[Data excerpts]
○ ○ ○ ○ ○ ○ ○

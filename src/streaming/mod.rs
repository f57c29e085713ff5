//! Streaming VAD pipeline.
//!
//! Composes the engine from leaf layers:
//! ```text
//! ┌───────────┐    ┌──────────────┐    ┌──────────────┐    ┌────────────┐
//! │ PCM bytes │───▶│ Frame slicer │───▶│ Speech model │───▶│  Detector  │───▶ events
//! └───────────┘    └──────────────┘    └──────────────┘    └────────────┘
//!                   fixed-width f32      probability,       hysteresis +
//!                   frames               recurrent state    chunk scheduler
//! ```
//!
//! Control flow is purely forward; callers throttle input. Events come out
//! strictly in the order the state machine generated them.

pub mod detector;
pub mod engine;
pub mod events;
pub mod prebuffer;
pub mod slicer;

pub use detector::SpeechDetector;
pub use engine::VadEngine;
pub use events::VadEvent;
pub use prebuffer::PreSpeechBuffer;
pub use slicer::FrameSlicer;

○ ○ ○ ○ ○ ○ ○

§ Assigned task
Review the entries above and return every line where "prebuffer" appears.

§ Solution to this exercise
pub mod prebuffer;
pub use prebuffer::PreSpeechBuffer;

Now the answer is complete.